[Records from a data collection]
Start of Block

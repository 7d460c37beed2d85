//! # Database Migrations
//!
//! Embedded SQL migrations for the ledger schema.
//!
//! ## Adding New Migrations
//! 1. Create a new file in `migrations/sqlite/` with the next sequence number
//!    (`NNN_description.sql`)
//! 2. Write idempotent SQL (`IF NOT EXISTS` where possible)
//! 3. NEVER modify an existing migration - always add a new one

use sqlx::SqlitePool;
use tracing::info;

use crate::error::DbResult;

/// Embedded migrations from the `migrations/sqlite` directory.
///
/// The `sqlx::migrate!()` macro embeds the SQL files into the binary at
/// compile time; no runtime file access is needed.
static MIGRATOR: sqlx::migrate::Migrator = sqlx::migrate!("../../migrations/sqlite");

/// Runs all pending database migrations.
///
/// Idempotent and ordered: applied migrations are tracked in
/// `_sqlx_migrations` and each pending one runs in its own transaction.
pub async fn run_migrations(pool: &SqlitePool) -> DbResult<()> {
    info!("checking for pending migrations");

    MIGRATOR.run(pool).await?;

    info!("all migrations applied");
    Ok(())
}

/// Returns `(total, applied)` migration counts, for diagnostics.
pub async fn migration_status(pool: &SqlitePool) -> DbResult<(usize, usize)> {
    let total = MIGRATOR.migrations.len();

    let applied: i64 = sqlx::query_scalar("SELECT COUNT(*) FROM _sqlx_migrations")
        .fetch_one(pool)
        .await
        .unwrap_or(0);

    Ok((total, applied as usize))
}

End of Block

> _EXERCISE PROMPT_: Only one stretch is wanted, so please give again exactly the lines from the start of the data through the line containing "use sqlx::SqlitePool;", both ends included.

> _RESPONSE TO THIS EXERCISE_:
repository 7d460c37beed2d85
//! # Database Migrations
//!
//! Embedded SQL migrations for the ledger schema.
//!
//! ## Adding New Migrations
//! 1. Create a new file in `migrations/sqlite/` with the next sequence number
//!    (`NNN_description.sql`)
//! 2. Write idempotent SQL (`IF NOT EXISTS` where possible)
//! 3. NEVER modify an existing migration - always add a new one

use sqlx::SqlitePool;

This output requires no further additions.